:: Problem to work on ::
Please transcribe exactly, and only, the lines of the data below between the line holding "any storage that" and the line holding "IPC buffer lookup", inclusive.

Data shown Block Start

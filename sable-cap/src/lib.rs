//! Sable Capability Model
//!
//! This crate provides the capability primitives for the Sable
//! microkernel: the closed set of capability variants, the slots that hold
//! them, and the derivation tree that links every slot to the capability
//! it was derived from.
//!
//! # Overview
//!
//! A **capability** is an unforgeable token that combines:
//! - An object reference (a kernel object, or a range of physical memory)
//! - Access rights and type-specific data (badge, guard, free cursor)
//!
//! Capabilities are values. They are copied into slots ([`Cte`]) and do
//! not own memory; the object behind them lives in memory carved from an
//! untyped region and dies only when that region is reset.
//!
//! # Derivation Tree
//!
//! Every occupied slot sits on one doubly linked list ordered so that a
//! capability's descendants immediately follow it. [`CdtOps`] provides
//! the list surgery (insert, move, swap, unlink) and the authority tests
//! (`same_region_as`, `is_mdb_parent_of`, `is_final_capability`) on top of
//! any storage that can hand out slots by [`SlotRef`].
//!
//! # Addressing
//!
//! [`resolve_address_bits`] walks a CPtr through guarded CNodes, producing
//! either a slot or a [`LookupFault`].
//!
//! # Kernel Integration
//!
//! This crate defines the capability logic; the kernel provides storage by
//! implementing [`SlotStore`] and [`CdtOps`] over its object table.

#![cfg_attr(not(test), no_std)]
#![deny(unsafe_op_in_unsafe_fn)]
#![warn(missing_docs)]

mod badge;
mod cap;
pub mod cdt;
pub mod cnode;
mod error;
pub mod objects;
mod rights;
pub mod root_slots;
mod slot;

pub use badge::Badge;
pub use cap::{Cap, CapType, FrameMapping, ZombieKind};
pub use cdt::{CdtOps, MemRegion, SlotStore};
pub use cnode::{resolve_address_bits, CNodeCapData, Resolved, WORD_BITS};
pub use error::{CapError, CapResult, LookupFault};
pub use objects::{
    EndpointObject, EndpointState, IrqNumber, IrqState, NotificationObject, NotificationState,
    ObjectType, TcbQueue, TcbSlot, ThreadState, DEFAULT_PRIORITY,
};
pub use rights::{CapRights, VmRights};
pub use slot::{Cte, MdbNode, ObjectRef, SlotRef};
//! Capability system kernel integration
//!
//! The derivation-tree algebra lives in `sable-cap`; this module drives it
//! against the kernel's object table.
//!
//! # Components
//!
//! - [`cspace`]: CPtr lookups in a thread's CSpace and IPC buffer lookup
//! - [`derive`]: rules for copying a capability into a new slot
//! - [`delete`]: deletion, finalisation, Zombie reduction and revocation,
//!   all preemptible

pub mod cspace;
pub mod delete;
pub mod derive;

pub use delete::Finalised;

Data shown Block End

:: Result for this task ::
//! any storage that can hand out slots by [`SlotRef`].
//!
//! # Addressing
//!
//! [`resolve_address_bits`] walks a CPtr through guarded CNodes, producing
//! either a slot or a [`LookupFault`].
//!
//! # Kernel Integration
//!
//! This crate defines the capability logic; the kernel provides storage by
//! implementing [`SlotStore`] and [`CdtOps`] over its object table.

#![cfg_attr(not(test), no_std)]
#![deny(unsafe_op_in_unsafe_fn)]
#![warn(missing_docs)]

mod badge;
mod cap;
pub mod cdt;
pub mod cnode;
mod error;
pub mod objects;
mod rights;
pub mod root_slots;
mod slot;

pub use badge::Badge;
pub use cap::{Cap, CapType, FrameMapping, ZombieKind};
pub use cdt::{CdtOps, MemRegion, SlotStore};
pub use cnode::{resolve_address_bits, CNodeCapData, Resolved, WORD_BITS};
pub use error::{CapError, CapResult, LookupFault};
pub use objects::{
    EndpointObject, EndpointState, IrqNumber, IrqState, NotificationObject, NotificationState,
    ObjectType, TcbQueue, TcbSlot, ThreadState, DEFAULT_PRIORITY,
};
pub use rights::{CapRights, VmRights};
pub use slot::{Cte, MdbNode, ObjectRef, SlotRef};
//! Capability system kernel integration
//!
//! The derivation-tree algebra lives in `sable-cap`; this module drives it
//! against the kernel's object table.
//!
//! # Components
//!
//! - [`cspace`]: CPtr lookups in a thread's CSpace and IPC buffer lookup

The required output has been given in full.